## DIRECTIONS
Where a line contains the word "Result", copy that line from the records below.

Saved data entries
====

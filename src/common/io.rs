use std::fs::File;
use std::io;
use std::path::Path;

use memmap2::Mmap;

/// Threshold above which we use mmap instead of buffered read.
/// mmap has overhead from page table setup; for small files buffered read wins.
pub const MMAP_THRESHOLD: u64 = 64 * 1024; // 64KB

/// Read a file, choosing mmap for large files and buffered read for small ones.
pub fn read_file_bytes(path: &Path) -> io::Result<Vec<u8>> {
    let metadata = std::fs::metadata(path)?;

    if metadata.len() >= MMAP_THRESHOLD {
        let file = File::open(path)?;
        // SAFETY: read-only mapping, converted to an owned Vec immediately;
        // the file is not modified while the mapping is alive.
        let mmap = unsafe { Mmap::map(&file)? };
        Ok(mmap.to_vec())
    } else {
        std::fs::read(path)
    }
}

/// Memory-map a file for zero-copy access.
///
/// Caller must ensure the file is not modified while the mapping is alive.
pub fn mmap_file(path: &Path) -> io::Result<Mmap> {
    let file = File::open(path)?;
    unsafe { Mmap::map(&file) }
}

====

## OUTPUT
pub fn read_file_bytes(path: &Path) -> io::Result<Vec<u8>> {
pub fn mmap_file(path: &Path) -> io::Result<Mmap> {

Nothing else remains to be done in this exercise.